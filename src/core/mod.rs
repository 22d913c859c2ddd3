//! Core domain types for Wordle
//!
//! Pure, deterministic building blocks: validated words and guess scoring.

mod feedback;
mod word;

pub use feedback::{Feedback, LetterEvaluation, LetterStatus};
pub use word::{WORD_LENGTH, Word, WordError, is_valid_format};
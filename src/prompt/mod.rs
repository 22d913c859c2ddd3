//! Prompt rendering
//!
//! A [`PromptBuilder`] turns a [`GameState`] into the text sent to a model,
//! and knows where corrective feedback (such as previously rejected words)
//! belongs in that text. [`PromptTemplate`] provides the two built-in styles.

use crate::game::{GameState, MAX_GUESSES};
use std::fmt::Write;

/// Section header that opens the current-state block of every built-in prompt
pub const CURRENT_STATE_MARKER: &str = "Guesses made:";

const BASE_INSTRUCTIONS: &str = "\
You are playing Wordle. Guess the 5-letter word in 6 tries or fewer.

Rules:
- Each guess must be a valid 5-letter word
- After each guess, you'll get feedback:
  * \"correct\" - letter is in the word and in the right position (green)
  * \"present\" - letter is in the word but in the wrong position (yellow)
  * \"absent\" - letter is not in the word (gray)
";

const JSON_INSTRUCTIONS: &str = r#"
IMPORTANT: You must respond in valid JSON format with exactly two fields:
{
    "reasoning": "Your 1-2 sentence explanation for your guess",
    "guess": "YOUR5LETTERWORD"
}

Example response:
{
    "reasoning": "The word contains R and E but not in positions 2 and 5, so I'll try a common word with R and E elsewhere.",
    "guess": "CRANE"
}
"#;

/// Renders game state for a model
pub trait PromptBuilder {
    /// Identifier recorded in game metadata
    fn name(&self) -> &str;

    /// Render the prompt for the current state
    fn format(&self, state: &GameState) -> String;

    /// Place a feedback note into an already rendered prompt
    ///
    /// The default puts it right before the current-state section, or at the
    /// end when that section is absent.
    fn insert_feedback(&self, prompt: &str, feedback: &str) -> String {
        match prompt.find(CURRENT_STATE_MARKER) {
            Some(at) => {
                let mut out = String::with_capacity(prompt.len() + feedback.len());
                out.push_str(&prompt[..at]);
                out.push_str(feedback);
                out.push_str(&prompt[at..]);
                out
            }
            None => format!("{prompt}\n{feedback}"),
        }
    }
}

/// Built-in prompt styles
#[derive(Debug, Clone, Copy, PartialEq, Eq)]
pub enum PromptTemplate {
    /// Rules and history; asks for a bare word
    Simple,
    /// Rules and history; asks for a JSON object with reasoning
    Json,
}

impl PromptTemplate {
    /// Names accepted by [`PromptTemplate::from_name`]
    pub const NAMES: [&'static str; 2] = ["simple", "json"];

    #[must_use]
    pub fn from_name(name: &str) -> Option<Self> {
        match name {
            "simple" => Some(Self::Simple),
            "json" => Some(Self::Json),
            _ => None,
        }
    }
}

impl PromptBuilder for PromptTemplate {
    fn name(&self) -> &str {
        match self {
            Self::Simple => "simple",
            Self::Json => "json",
        }
    }

    fn format(&self, state: &GameState) -> String {
        let mut prompt = String::from(BASE_INSTRUCTIONS);
        if matches!(self, Self::Json) {
            prompt.push_str(JSON_INSTRUCTIONS);
        }

        push_history(&mut prompt, state);
        push_current_state(&mut prompt, state);

        match self {
            Self::Simple => {
                prompt.push_str("Respond with only your guess as a single 5-letter word.\n\n");
                prompt.push_str("Your next guess:");
            }
            Self::Json => {
                prompt.push_str(
                    "Remember: Respond with valid JSON containing 'reasoning' (1-2 sentences) and 'guess' fields.\n\n",
                );
                prompt.push_str("Your response:");
            }
        }
        prompt
    }
}

fn push_history(prompt: &mut String, state: &GameState) {
    if state.guesses().is_empty() {
        return;
    }
    prompt.push_str("\nPrevious Guesses:\n");
    for (i, (guess, feedback)) in state
        .guesses()
        .iter()
        .zip(state.guess_results())
        .enumerate()
    {
        let _ = writeln!(prompt, "{}. {guess}: {}", i + 1, feedback.describe());
    }
    prompt.push('\n');
}

fn push_current_state(prompt: &mut String, state: &GameState) {
    let _ = writeln!(
        prompt,
        "{CURRENT_STATE_MARKER} {}/{MAX_GUESSES}",
        state.guesses_made()
    );
    let _ = writeln!(prompt, "Guesses remaining: {}\n", state.guesses_remaining());
}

- Assignment
Once you have read the entries, repeat them all exactly.

- Written response
filename src/core/mod.rs
repository 22d913c859c2ddd3
//! Core domain types for Wordle
//!
//! Pure, deterministic building blocks: validated words and guess scoring.

mod feedback;
mod word;

pub use feedback::{Feedback, LetterEvaluation, LetterStatus};
pub use word::{WORD_LENGTH, Word, WordError, is_valid_format};
filename src/prompt/mod.rs
repository 22d913c859c2ddd3
//! Prompt rendering
//!
//! A [`PromptBuilder`] turns a [`GameState`] into the text sent to a model,
//! and knows where corrective feedback (such as previously rejected words)
//! belongs in that text. [`PromptTemplate`] provides the two built-in styles.

use crate::game::{GameState, MAX_GUESSES};
use std::fmt::Write;

/// Section header that opens the current-state block of every built-in prompt
pub const CURRENT_STATE_MARKER: &str = "Guesses made:";

const BASE_INSTRUCTIONS: &str = "\
You are playing Wordle. Guess the 5-letter word in 6 tries or fewer.

Rules:
- Each guess must be a valid 5-letter word
- After each guess, you'll get feedback:
  * \"correct\" - letter is in the word and in the right position (green)
  * \"present\" - letter is in the word but in the wrong position (yellow)
  * \"absent\" - letter is not in the word (gray)
";

const JSON_INSTRUCTIONS: &str = r#"
IMPORTANT: You must respond in valid JSON format with exactly two fields:
{
    "reasoning": "Your 1-2 sentence explanation for your guess",
    "guess": "YOUR5LETTERWORD"
}

Example response:
{
    "reasoning": "The word contains R and E but not in positions 2 and 5, so I'll try a common word with R and E elsewhere.",
    "guess": "CRANE"
}
"#;

/// Renders game state for a model
pub trait PromptBuilder {
    /// Identifier recorded in game metadata
    fn name(&self) -> &str;

    /// Render the prompt for the current state
    fn format(&self, state: &GameState) -> String;

    /// Place a feedback note into an already rendered prompt
    ///
    /// The default puts it right before the current-state section, or at the
    /// end when that section is absent.
    fn insert_feedback(&self, prompt: &str, feedback: &str) -> String {
        match prompt.find(CURRENT_STATE_MARKER) {
            Some(at) => {
                let mut out = String::with_capacity(prompt.len() + feedback.len());
                out.push_str(&prompt[..at]);
                out.push_str(feedback);
                out.push_str(&prompt[at..]);
                out
            }
            None => format!("{prompt}\n{feedback}"),
        }
    }
}

/// Built-in prompt styles
#[derive(Debug, Clone, Copy, PartialEq, Eq)]
pub enum PromptTemplate {
    /// Rules and history; asks for a bare word
    Simple,
    /// Rules and history; asks for a JSON object with reasoning
    Json,
}

impl PromptTemplate {
    /// Names accepted by [`PromptTemplate::from_name`]
    pub const NAMES: [&'static str; 2] = ["simple", "json"];

    #[must_use]
    pub fn from_name(name: &str) -> Option<Self> {
        match name {
            "simple" => Some(Self::Simple),
            "json" => Some(Self::Json),
            _ => None,
        }
    }
}

impl PromptBuilder for PromptTemplate {
    fn name(&self) -> &str {
        match self {
            Self::Simple => "simple",
            Self::Json => "json",
        }
    }

    fn format(&self, state: &GameState) -> String {
        let mut prompt = String::from(BASE_INSTRUCTIONS);
        if matches!(self, Self::Json) {
            prompt.push_str(JSON_INSTRUCTIONS);
        }

        push_history(&mut prompt, state);
        push_current_state(&mut prompt, state);

        match self {
            Self::Simple => {
                prompt.push_str("Respond with only your guess as a single 5-letter word.\n\n");
                prompt.push_str("Your next guess:");
            }
            Self::Json => {
                prompt.push_str(
                    "Remember: Respond with valid JSON containing 'reasoning' (1-2 sentences) and 'guess' fields.\n\n",
                );
                prompt.push_str("Your response:");
            }
        }
        prompt
    }
}

fn push_history(prompt: &mut String, state: &GameState) {
    if state.guesses().is_empty() {
        return;
    }
    prompt.push_str("\nPrevious Guesses:\n");
    for (i, (guess, feedback)) in state
        .guesses()
        .iter()
        .zip(state.guess_results())
        .enumerate()
    {
        let _ = writeln!(prompt, "{}. {guess}: {}", i + 1, feedback.describe());
    }
    prompt.push('\n');
}

fn push_current_state(prompt: &mut String, state: &GameState) {
    let _ = writeln!(
        prompt,
        "{CURRENT_STATE_MARKER} {}/{MAX_GUESSES}",
        state.guesses_made()
    );
    let _ = writeln!(prompt, "Guesses remaining: {}\n", state.guesses_remaining());
}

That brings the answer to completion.